> **INFORMATION**

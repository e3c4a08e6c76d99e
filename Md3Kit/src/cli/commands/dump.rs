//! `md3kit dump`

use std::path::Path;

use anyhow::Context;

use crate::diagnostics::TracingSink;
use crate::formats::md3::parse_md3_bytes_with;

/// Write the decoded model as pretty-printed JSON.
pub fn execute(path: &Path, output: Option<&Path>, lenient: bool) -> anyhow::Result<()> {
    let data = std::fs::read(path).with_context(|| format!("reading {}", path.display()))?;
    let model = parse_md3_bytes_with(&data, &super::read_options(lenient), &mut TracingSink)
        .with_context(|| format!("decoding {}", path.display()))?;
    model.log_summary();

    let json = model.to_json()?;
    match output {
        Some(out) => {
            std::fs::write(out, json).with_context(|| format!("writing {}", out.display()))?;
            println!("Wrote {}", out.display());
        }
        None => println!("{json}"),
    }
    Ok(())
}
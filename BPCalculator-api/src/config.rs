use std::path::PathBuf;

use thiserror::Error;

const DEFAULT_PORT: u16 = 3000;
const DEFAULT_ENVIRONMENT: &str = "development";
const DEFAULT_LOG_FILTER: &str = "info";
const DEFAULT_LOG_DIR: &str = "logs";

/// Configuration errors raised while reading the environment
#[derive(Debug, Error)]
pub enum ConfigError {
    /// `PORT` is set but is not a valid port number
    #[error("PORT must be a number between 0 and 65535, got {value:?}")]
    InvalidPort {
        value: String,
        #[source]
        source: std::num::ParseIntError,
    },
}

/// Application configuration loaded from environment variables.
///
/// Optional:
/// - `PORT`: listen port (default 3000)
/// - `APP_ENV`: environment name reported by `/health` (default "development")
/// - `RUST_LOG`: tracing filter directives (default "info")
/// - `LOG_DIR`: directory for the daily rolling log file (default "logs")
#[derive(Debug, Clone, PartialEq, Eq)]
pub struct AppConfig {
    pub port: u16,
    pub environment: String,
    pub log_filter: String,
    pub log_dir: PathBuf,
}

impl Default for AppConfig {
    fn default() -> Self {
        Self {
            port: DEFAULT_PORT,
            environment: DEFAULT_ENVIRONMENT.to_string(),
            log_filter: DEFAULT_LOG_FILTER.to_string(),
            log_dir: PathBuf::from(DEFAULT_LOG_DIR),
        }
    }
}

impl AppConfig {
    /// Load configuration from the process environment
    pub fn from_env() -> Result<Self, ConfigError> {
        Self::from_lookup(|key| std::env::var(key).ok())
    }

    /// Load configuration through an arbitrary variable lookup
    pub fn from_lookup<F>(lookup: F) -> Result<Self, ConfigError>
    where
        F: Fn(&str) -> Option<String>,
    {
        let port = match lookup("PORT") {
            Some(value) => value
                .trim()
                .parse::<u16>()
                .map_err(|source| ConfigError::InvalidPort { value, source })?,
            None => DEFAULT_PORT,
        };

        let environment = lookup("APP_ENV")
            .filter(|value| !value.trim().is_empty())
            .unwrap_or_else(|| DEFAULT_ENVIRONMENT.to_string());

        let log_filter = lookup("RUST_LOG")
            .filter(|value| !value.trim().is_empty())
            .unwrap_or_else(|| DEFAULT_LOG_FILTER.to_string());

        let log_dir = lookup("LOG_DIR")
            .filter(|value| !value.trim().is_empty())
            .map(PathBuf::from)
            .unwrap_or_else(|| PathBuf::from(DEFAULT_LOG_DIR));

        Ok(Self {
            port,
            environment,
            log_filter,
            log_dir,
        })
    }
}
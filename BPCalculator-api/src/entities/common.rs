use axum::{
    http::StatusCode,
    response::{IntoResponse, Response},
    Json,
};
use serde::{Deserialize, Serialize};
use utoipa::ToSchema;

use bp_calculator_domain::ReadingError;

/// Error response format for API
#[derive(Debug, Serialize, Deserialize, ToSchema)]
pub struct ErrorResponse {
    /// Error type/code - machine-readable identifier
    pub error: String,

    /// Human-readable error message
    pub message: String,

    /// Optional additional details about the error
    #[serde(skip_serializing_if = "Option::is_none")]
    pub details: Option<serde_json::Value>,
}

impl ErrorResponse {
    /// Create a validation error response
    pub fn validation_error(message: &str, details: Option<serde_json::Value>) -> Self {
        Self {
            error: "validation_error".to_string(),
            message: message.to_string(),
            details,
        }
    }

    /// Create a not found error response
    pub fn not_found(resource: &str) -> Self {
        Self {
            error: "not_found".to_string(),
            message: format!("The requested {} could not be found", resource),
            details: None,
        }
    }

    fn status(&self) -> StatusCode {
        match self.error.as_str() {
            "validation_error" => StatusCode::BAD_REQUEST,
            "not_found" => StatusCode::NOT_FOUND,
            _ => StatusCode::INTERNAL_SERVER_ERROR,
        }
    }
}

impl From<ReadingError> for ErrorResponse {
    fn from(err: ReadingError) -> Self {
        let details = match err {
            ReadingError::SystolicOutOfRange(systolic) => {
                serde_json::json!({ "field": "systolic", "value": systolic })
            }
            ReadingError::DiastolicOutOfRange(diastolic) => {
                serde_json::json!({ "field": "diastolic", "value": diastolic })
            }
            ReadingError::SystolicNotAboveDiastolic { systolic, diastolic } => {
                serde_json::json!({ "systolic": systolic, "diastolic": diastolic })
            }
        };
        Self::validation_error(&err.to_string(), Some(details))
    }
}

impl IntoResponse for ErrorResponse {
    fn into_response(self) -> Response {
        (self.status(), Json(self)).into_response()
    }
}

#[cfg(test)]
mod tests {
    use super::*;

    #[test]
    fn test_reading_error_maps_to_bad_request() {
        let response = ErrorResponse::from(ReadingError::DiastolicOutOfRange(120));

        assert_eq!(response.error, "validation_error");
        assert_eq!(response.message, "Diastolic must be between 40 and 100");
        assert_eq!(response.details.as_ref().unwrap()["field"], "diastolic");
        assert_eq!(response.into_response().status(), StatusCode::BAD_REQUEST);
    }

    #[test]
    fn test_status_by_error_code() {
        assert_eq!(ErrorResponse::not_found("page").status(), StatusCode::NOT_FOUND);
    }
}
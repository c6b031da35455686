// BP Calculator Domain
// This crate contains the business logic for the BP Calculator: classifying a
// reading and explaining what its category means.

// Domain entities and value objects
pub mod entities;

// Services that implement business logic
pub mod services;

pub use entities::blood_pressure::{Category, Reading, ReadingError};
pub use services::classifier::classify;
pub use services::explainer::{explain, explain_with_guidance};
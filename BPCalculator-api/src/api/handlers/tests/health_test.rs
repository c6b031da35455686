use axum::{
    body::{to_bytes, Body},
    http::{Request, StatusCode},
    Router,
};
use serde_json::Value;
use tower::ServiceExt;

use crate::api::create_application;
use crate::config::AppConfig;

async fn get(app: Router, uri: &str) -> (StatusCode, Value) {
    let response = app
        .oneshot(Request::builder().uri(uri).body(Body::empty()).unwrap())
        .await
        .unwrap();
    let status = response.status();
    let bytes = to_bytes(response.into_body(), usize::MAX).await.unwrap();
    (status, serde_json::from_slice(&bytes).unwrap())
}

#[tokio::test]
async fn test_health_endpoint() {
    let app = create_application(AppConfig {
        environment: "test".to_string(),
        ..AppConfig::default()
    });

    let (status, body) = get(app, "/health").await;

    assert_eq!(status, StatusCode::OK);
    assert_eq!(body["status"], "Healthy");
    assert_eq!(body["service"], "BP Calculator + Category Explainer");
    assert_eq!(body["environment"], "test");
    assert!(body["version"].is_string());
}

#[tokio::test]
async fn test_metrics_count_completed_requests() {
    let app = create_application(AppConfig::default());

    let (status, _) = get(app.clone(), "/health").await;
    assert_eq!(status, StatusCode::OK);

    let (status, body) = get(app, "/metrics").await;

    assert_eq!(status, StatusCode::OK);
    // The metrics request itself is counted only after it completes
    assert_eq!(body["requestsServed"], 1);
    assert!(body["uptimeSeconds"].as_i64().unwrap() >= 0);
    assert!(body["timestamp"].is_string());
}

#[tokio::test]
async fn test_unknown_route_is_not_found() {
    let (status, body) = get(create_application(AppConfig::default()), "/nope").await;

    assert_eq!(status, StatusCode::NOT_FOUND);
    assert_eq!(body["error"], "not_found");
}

> **THE PROBLEM**
Spot the lines above that mention "Some" and copy them.

> **ANSWER BOX**
        Some(out) => {
            Some(value) => value
        Self::validation_error(&err.to_string(), Some(details))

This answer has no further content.